-- How to complete this task --
Retype, exactly as they appear below, the lines between the line holding "pub async fn sign_in(&self, payload: &SignInRequest)" and the line holding "let body = response.text().await.unwrap_or_default();", both ends included.

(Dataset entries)
..........
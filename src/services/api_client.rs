// ============================================================================
// API CLIENT - HTTP only (stateless)
// ============================================================================
// No business rules here: build the request, send it, decode the answer.
// ============================================================================

use gloo_net::http::{Request, RequestBuilder, Response};
use serde::de::DeserializeOwned;
use wasm_bindgen::JsValue;
use web_sys::{Blob, BlobPropertyBag, File, FormData, RequestCredentials};

use crate::config::CONFIG;
use crate::models::{
    AuctionDetails, BidRecord, BidRequest, BuyNowRequest, FindPasswordRequest, InfoEditRequest,
    SignInRequest, SignInResponse, SignUpRequest, UserInfo,
};
use crate::services::error::ApiError;
use crate::utils::auth_token;

/// Remote marketplace API
#[derive(Clone)]
pub struct ApiClient {
    base_url: String,
}

impl Default for ApiClient {
    fn default() -> Self {
        Self::new()
    }
}

impl ApiClient {
    pub fn new() -> Self {
        Self::with_base_url(CONFIG.backend_url())
    }

    pub fn with_base_url(base_url: &str) -> Self {
        Self {
            base_url: base_url.trim_end_matches('/').to_string(),
        }
    }

    fn url(&self, path: &str) -> String {
        format!("{}{}", self.base_url, path)
    }

    // ------------------------------------------------------------------
    // Members
    // ------------------------------------------------------------------

    pub async fn sign_up(&self, payload: &SignUpRequest) -> Result<(), ApiError> {
        log::info!("📝 Signing up member: {}", payload.email);
        let request = with_session(Request::post(&self.url("/members/signup")))
            .json(payload)
            .map_err(|e| ApiError::Build(e.to_string()))?;
        send(request).await.map(|_| ())
    }

    /// Returns the session token issued by the backend
    pub async fn sign_in(&self, payload: &SignInRequest) -> Result<String, ApiError> {
        log::info!("🔐 Signing in: {}", payload.email);
        let request = with_session(Request::post(&self.url("/members/signin")))
            .json(payload)
            .map_err(|e| ApiError::Build(e.to_string()))?;
        let response = send(request).await?;

        if let Some(token) = response.headers().get("Authorization").filter(|t| !t.is_empty()) {
            return Ok(token);
        }

        let body = response.text().await.unwrap_or_default();
        token_from_body(&body).ok_or_else(|| ApiError::Parse("sign-in response carried no token".to_string()))
    }

    pub async fn find_password(&self, payload: &FindPasswordRequest) -> Result<(), ApiError> {
        let request = with_session(Request::post(&self.url("/members/reset-password-request")))
            .json(payload)
            .map_err(|e| ApiError::Build(e.to_string()))?;
        send(request).await.map(|_| ())
    }

    pub async fn my_info(&self) -> Result<UserInfo, ApiError> {
        let response = with_session(Request::get(&self.url("/members/my-info")))
            .send()
            .await
            .map_err(|e| ApiError::Network(e.to_string()))?;
        decode(check(response).await?).await
    }

    /// Multipart profile update: `request` (JSON) plus optional `file`.
    pub async fn info_edit(&self, request: &InfoEditRequest, file: Option<&File>) -> Result<(), ApiError> {
        log::info!("🖊️ Sending profile edit ({} fields, image: {})", request.len(), file.is_some());
        let form = build_info_edit_form(request, file)?;
        let request = with_session(Request::put(&self.url("/members/info-edit")))
            .body(form)
            .map_err(|e| ApiError::Build(e.to_string()))?;
        send(request).await.map(|_| ())
    }

    // ------------------------------------------------------------------
    // Auctions
    // ------------------------------------------------------------------

    pub async fn get_auction(&self, auction_id: &str) -> Result<AuctionDetails, ApiError> {
        log::info!("📋 Fetching auction: {}", auction_id);
        let response = with_session(Request::get(&self.url(&format!("/auctions/{}", auction_id))))
            .send()
            .await
            .map_err(|e| ApiError::Network(e.to_string()))?;
        let details: AuctionDetails = decode(check(response).await?).await?;
        log::info!("✅ Auction loaded: {} (current bid {})", details.auction_id, details.current_bid_price);
        Ok(details)
    }

    /// `Ok(false)` means the backend answered but refused the deletion
    pub async fn delete_auction(&self, auction_id: &str) -> Result<bool, ApiError> {
        log::info!("🗑️ Deleting auction: {}", auction_id);
        let response = with_session(Request::delete(&self.url(&format!("/auctions/{}", auction_id))))
            .send()
            .await
            .map_err(|e| ApiError::Network(e.to_string()))?;
        decode(check(response).await?).await
    }

    pub async fn report_auction(&self, auction_id: &str) -> Result<(), ApiError> {
        log::info!("🚩 Reporting auction: {}", auction_id);
        let response = with_session(Request::post(&self.url(&format!("/auctions/{}/report", auction_id))))
            .send()
            .await
            .map_err(|e| ApiError::Network(e.to_string()))?;
        check(response).await.map(|_| ())
    }

    pub async fn place_bid(&self, auction_id: &str, payload: &BidRequest) -> Result<(), ApiError> {
        log::info!("💰 Bid of {} on auction {}", payload.bid_price, auction_id);
        let request = with_session(Request::post(&self.url(&format!("/auctions/{}/bids", auction_id))))
            .json(payload)
            .map_err(|e| ApiError::Build(e.to_string()))?;
        send(request).await.map(|_| ())
    }

    pub async fn buy_now(&self, auction_id: &str, payload: &BuyNowRequest) -> Result<(), ApiError> {
        log::info!("🛒 Buy-now on auction {} for {}", auction_id, payload.buy_now_price);
        let request = with_session(Request::post(&self.url(&format!("/auctions/{}/buy-now", auction_id))))
            .json(payload)
            .map_err(|e| ApiError::Build(e.to_string()))?;
        send(request).await.map(|_| ())
    }

    pub async fn bid_history(&self, auction_id: &str) -> Result<Vec<BidRecord>, ApiError> {
        let response = with_session(Request::get(&self.url(&format!("/auctions/{}/bids", auction_id))))
            .send()
            .await
            .map_err(|e| ApiError::Network(e.to_string()))?;
        decode(check(response).await?).await
    }
}

/// Sends the session cookie and mirrors it in the `Authorization` header
fn with_session(builder: RequestBuilder) -> RequestBuilder {
    let builder = builder.credentials(RequestCredentials::Include);
    match auth_token() {
        Some(token) => builder.header("Authorization", &token),
        None => builder,
    }
}

async fn send(request: Request) -> Result<Response, ApiError> {
    let response = request
        .send()
        .await
        .map_err(|e| ApiError::Network(e.to_string()))?;
    check(response).await
}

async fn check(response: Response) -> Result<Response, ApiError> {
    let status = response.status();
    if status == 404 {
        return Err(ApiError::NotFound);
    }
    if !response.ok() {
        let message = match response.text().await {
            Ok(text) if !text.is_empty() => text,
            _ => response.status_text(),
        };
        return Err(ApiError::Http { status, message });
    }
    Ok(response)
}

async fn decode<T: DeserializeOwned>(response: Response) -> Result<T, ApiError> {
    response
        .json::<T>()
        .await
        .map_err(|e| ApiError::Parse(e.to_string()))
}

fn token_from_body(body: &str) -> Option<String> {
    serde_json::from_str::<SignInResponse>(body)
        .ok()
        .and_then(|response| response.token)
        .filter(|token| !token.is_empty())
}

fn build_info_edit_form(request: &InfoEditRequest, file: Option<&File>) -> Result<FormData, ApiError> {
    let json = serde_json::to_string(request).map_err(|e| ApiError::Build(e.to_string()))?;

    let options = BlobPropertyBag::new();
    options.set_type("application/json");
    let parts = js_sys::Array::of1(&JsValue::from_str(&json));
    let request_part = Blob::new_with_str_sequence_and_options(&parts, &options)
        .map_err(|e| ApiError::Browser(format!("{:?}", e)))?;

    let form = FormData::new().map_err(|e| ApiError::Browser(format!("{:?}", e)))?;
    form.append_with_blob("request", &request_part)
        .map_err(|e| ApiError::Browser(format!("{:?}", e)))?;
    if let Some(file) = file {
        form.append_with_blob_and_filename("file", file, &file.name())
            .map_err(|e| ApiError::Browser(format!("{:?}", e)))?;
    }
    Ok(form)
}

#[cfg(test)]
mod tests {
    use super::*;

    #[test]
    fn base_url_trailing_slash_is_trimmed() {
        let client = ApiClient::with_base_url("http://api.test/");
        assert_eq!(client.url("/auctions/1"), "http://api.test/auctions/1");
    }

    #[test]
    fn token_is_read_from_json_body() {
        assert_eq!(token_from_body(r#"{"token":"Bearer x"}"#).as_deref(), Some("Bearer x"));
        assert!(token_from_body(r#"{"token":""}"#).is_none());
        assert!(token_from_body("not json").is_none());
    }
}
..........
-- Exercise result --
    pub async fn sign_in(&self, payload: &SignInRequest) -> Result<String, ApiError> {
        log::info!("🔐 Signing in: {}", payload.email);
        let request = with_session(Request::post(&self.url("/members/signin")))
            .json(payload)
            .map_err(|e| ApiError::Build(e.to_string()))?;
        let response = send(request).await?;

        if let Some(token) = response.headers().get("Authorization").filter(|t| !t.is_empty()) {
            return Ok(token);
        }

        let body = response.text().await.unwrap_or_default();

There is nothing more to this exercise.